-- INFORMATION SHOWN follows --
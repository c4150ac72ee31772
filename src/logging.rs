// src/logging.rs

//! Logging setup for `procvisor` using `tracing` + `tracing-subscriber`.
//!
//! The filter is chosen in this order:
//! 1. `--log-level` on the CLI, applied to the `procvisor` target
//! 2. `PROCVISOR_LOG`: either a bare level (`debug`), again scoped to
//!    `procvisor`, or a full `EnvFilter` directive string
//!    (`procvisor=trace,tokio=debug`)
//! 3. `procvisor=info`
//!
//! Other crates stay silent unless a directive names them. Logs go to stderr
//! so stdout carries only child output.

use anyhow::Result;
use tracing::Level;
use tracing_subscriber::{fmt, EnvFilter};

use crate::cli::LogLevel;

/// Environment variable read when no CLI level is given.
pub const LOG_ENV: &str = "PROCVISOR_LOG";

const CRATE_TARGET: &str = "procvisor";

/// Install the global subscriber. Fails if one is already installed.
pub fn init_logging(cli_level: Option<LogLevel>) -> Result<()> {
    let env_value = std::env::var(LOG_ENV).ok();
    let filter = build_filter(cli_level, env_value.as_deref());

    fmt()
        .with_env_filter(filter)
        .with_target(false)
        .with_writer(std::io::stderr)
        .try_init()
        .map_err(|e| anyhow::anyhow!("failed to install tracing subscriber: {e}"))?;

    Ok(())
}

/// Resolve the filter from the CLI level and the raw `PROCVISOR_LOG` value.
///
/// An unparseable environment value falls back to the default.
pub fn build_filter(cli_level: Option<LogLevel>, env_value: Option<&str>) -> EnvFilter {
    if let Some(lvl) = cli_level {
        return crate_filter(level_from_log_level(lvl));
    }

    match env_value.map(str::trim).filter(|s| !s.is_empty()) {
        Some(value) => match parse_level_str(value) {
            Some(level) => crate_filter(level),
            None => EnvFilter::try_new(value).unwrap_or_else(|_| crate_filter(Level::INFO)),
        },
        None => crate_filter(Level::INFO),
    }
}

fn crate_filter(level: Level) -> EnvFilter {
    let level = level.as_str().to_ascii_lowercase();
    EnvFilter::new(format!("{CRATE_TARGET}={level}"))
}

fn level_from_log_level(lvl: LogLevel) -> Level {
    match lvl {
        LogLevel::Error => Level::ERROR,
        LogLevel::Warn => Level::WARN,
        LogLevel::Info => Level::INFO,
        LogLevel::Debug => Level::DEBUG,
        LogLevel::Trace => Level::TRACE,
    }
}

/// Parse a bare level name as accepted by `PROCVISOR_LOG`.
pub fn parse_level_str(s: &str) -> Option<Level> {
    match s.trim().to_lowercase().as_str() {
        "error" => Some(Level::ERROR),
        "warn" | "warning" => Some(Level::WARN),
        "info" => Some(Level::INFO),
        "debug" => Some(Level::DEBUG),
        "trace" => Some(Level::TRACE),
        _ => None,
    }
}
-- INFORMATION SHOWN concluded --
-- INFORMATION SHOWN follows --
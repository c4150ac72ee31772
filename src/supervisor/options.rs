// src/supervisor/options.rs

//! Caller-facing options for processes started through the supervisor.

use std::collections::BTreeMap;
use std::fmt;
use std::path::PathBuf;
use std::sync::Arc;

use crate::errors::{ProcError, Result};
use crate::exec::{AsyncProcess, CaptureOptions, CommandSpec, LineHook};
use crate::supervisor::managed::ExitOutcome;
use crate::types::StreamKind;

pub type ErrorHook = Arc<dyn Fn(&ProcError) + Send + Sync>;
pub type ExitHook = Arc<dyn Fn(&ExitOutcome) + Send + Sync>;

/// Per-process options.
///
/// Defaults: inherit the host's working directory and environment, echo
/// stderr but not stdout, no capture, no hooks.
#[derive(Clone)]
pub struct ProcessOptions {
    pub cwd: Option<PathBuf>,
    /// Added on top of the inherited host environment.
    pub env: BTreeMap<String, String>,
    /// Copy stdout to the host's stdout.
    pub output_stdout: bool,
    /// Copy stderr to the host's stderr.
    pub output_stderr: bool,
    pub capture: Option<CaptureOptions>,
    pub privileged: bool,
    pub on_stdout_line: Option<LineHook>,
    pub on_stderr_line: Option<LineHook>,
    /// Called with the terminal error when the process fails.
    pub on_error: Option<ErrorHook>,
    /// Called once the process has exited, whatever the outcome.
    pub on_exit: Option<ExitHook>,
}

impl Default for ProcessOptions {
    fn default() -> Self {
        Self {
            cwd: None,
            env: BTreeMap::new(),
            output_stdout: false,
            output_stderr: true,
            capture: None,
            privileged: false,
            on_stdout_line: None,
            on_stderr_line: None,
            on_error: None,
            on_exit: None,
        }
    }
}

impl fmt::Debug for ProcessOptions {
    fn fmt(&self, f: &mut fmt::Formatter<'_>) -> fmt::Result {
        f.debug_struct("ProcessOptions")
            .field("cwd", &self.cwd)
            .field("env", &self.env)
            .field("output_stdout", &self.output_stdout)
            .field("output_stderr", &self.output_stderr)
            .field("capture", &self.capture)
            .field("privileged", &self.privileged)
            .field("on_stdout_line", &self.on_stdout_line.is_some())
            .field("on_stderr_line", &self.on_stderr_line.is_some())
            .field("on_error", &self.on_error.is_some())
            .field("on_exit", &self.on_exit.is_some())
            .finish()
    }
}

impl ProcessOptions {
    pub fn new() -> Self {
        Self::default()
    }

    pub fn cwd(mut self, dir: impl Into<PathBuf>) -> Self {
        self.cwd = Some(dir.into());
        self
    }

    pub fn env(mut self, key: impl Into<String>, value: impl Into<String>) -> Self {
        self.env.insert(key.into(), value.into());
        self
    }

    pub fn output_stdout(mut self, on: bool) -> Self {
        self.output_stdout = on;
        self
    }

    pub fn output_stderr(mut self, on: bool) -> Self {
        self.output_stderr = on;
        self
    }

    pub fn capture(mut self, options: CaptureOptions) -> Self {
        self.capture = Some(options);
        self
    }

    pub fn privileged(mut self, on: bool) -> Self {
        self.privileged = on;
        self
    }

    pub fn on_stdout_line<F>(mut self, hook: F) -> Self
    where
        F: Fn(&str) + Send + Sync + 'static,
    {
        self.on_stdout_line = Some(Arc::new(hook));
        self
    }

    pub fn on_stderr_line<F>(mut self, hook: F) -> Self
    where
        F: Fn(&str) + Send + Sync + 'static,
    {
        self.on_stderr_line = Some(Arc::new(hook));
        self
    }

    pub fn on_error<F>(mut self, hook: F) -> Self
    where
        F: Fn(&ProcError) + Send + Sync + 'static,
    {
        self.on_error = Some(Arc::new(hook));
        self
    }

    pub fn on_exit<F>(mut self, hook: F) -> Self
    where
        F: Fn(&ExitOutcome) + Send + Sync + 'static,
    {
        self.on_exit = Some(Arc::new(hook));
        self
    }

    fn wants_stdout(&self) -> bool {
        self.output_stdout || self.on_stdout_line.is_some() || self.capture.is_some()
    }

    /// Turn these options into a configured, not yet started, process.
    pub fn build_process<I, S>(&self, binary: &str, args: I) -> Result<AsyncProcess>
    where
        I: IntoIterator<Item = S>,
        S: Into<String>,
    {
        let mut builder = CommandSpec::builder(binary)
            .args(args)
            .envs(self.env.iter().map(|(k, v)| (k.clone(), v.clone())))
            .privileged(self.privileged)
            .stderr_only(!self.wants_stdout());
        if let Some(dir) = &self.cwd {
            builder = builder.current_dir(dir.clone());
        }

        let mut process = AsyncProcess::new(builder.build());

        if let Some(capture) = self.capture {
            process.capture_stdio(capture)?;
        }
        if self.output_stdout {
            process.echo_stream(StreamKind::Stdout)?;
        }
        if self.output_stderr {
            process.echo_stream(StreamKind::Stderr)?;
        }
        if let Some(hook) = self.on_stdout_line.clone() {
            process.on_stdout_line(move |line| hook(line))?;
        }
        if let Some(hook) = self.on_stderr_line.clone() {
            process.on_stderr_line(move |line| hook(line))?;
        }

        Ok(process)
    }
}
-- INFORMATION SHOWN concluded --
_AIM OF THE EXERCISE:_ From the material above, copy exactly the lines between the line holding "pub fn output_stdout(mut" and the line holding "if let Some(hook) = self.on_stdout_line.clone()", inclusive, and only those.

_RESPONSE:_
    pub fn output_stdout(mut self, on: bool) -> Self {
        self.output_stdout = on;
        self
    }

    pub fn output_stderr(mut self, on: bool) -> Self {
        self.output_stderr = on;
        self
    }

    pub fn capture(mut self, options: CaptureOptions) -> Self {
        self.capture = Some(options);
        self
    }

    pub fn privileged(mut self, on: bool) -> Self {
        self.privileged = on;
        self
    }

    pub fn on_stdout_line<F>(mut self, hook: F) -> Self
    where
        F: Fn(&str) + Send + Sync + 'static,
    {
        self.on_stdout_line = Some(Arc::new(hook));
        self
    }

    pub fn on_stderr_line<F>(mut self, hook: F) -> Self
    where
        F: Fn(&str) + Send + Sync + 'static,
    {
        self.on_stderr_line = Some(Arc::new(hook));
        self
    }

    pub fn on_error<F>(mut self, hook: F) -> Self
    where
        F: Fn(&ProcError) + Send + Sync + 'static,
    {
        self.on_error = Some(Arc::new(hook));
        self
    }

    pub fn on_exit<F>(mut self, hook: F) -> Self
    where
        F: Fn(&ExitOutcome) + Send + Sync + 'static,
    {
        self.on_exit = Some(Arc::new(hook));
        self
    }

    fn wants_stdout(&self) -> bool {
        self.output_stdout || self.on_stdout_line.is_some() || self.capture.is_some()
    }

    /// Turn these options into a configured, not yet started, process.
    pub fn build_process<I, S>(&self, binary: &str, args: I) -> Result<AsyncProcess>
    where
        I: IntoIterator<Item = S>,
        S: Into<String>,
    {
        let mut builder = CommandSpec::builder(binary)
            .args(args)
            .envs(self.env.iter().map(|(k, v)| (k.clone(), v.clone())))
            .privileged(self.privileged)
            .stderr_only(!self.wants_stdout());
        if let Some(dir) = &self.cwd {
            builder = builder.current_dir(dir.clone());
        }

        let mut process = AsyncProcess::new(builder.build());

        if let Some(capture) = self.capture {
            process.capture_stdio(capture)?;
        }
        if self.output_stdout {
            process.echo_stream(StreamKind::Stdout)?;
        }
        if self.output_stderr {
            process.echo_stream(StreamKind::Stderr)?;
        }
        if let Some(hook) = self.on_stdout_line.clone() {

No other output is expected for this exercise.